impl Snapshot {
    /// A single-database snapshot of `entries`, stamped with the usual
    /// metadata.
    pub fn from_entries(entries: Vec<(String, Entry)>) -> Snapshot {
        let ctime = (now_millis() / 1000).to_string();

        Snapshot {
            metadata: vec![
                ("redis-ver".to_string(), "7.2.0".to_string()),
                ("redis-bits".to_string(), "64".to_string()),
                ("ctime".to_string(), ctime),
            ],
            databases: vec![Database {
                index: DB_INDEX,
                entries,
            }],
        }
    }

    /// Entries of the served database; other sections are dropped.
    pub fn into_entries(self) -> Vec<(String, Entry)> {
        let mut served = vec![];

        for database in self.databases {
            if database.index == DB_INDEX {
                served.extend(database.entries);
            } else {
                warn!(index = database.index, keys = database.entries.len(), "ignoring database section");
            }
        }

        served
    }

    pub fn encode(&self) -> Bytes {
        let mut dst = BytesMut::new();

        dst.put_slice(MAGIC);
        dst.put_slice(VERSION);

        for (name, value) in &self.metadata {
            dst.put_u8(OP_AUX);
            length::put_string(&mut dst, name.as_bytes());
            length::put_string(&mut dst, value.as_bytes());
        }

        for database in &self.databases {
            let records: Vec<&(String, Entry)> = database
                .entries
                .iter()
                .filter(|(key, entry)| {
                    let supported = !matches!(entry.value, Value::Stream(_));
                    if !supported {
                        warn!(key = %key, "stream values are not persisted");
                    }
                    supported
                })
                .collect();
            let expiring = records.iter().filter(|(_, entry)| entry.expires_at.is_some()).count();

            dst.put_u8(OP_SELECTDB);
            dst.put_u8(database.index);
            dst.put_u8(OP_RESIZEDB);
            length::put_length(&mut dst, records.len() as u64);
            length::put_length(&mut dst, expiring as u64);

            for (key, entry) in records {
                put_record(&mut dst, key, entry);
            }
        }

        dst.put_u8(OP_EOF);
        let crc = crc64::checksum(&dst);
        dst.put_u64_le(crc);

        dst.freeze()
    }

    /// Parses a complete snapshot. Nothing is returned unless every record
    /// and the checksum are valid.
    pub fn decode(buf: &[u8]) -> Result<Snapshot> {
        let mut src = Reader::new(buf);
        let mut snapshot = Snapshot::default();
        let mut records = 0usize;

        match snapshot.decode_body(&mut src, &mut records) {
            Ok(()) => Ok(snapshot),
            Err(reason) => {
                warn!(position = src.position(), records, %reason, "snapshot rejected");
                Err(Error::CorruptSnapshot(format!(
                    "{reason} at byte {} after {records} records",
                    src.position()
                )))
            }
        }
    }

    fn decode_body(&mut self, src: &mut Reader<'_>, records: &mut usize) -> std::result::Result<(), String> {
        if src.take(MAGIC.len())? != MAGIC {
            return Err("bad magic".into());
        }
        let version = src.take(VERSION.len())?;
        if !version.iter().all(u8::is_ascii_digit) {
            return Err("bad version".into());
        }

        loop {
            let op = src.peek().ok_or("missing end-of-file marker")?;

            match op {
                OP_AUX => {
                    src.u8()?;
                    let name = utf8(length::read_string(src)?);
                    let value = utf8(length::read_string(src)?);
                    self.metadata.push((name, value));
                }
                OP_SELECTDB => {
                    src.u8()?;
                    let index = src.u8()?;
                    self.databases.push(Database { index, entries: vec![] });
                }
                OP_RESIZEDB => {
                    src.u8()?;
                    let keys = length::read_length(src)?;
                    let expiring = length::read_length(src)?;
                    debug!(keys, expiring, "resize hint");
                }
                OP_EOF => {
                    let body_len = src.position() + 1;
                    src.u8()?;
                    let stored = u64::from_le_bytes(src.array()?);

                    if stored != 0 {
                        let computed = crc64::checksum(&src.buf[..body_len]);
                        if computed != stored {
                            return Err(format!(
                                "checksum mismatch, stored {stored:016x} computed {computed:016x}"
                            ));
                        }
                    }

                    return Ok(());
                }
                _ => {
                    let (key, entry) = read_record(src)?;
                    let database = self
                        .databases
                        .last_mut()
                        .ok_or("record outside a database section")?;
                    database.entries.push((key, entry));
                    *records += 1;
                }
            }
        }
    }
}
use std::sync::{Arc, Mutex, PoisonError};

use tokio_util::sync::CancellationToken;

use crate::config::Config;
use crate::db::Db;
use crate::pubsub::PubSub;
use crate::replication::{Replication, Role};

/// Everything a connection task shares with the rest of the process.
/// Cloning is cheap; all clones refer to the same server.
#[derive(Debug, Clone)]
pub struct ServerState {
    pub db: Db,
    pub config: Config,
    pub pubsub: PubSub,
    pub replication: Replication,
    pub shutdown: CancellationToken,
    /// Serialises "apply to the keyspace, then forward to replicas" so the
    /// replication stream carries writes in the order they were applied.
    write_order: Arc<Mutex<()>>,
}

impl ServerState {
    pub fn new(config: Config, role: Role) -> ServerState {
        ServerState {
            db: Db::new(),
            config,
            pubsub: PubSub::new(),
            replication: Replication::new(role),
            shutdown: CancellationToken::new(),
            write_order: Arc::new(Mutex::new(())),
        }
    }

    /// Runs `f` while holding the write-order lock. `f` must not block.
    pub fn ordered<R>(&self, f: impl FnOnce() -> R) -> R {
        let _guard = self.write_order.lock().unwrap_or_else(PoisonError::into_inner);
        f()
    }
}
_ _ _ _ _
**ASSIGNED TASK**.
Scan the entries above and return each line that holds "stored".

**TASK RESULT**.
                    let stored = u64::from_le_bytes(src.array()?);
                    if stored != 0 {
                        if computed != stored {
                                "checksum mismatch, stored {stored:016x} computed {computed:016x}"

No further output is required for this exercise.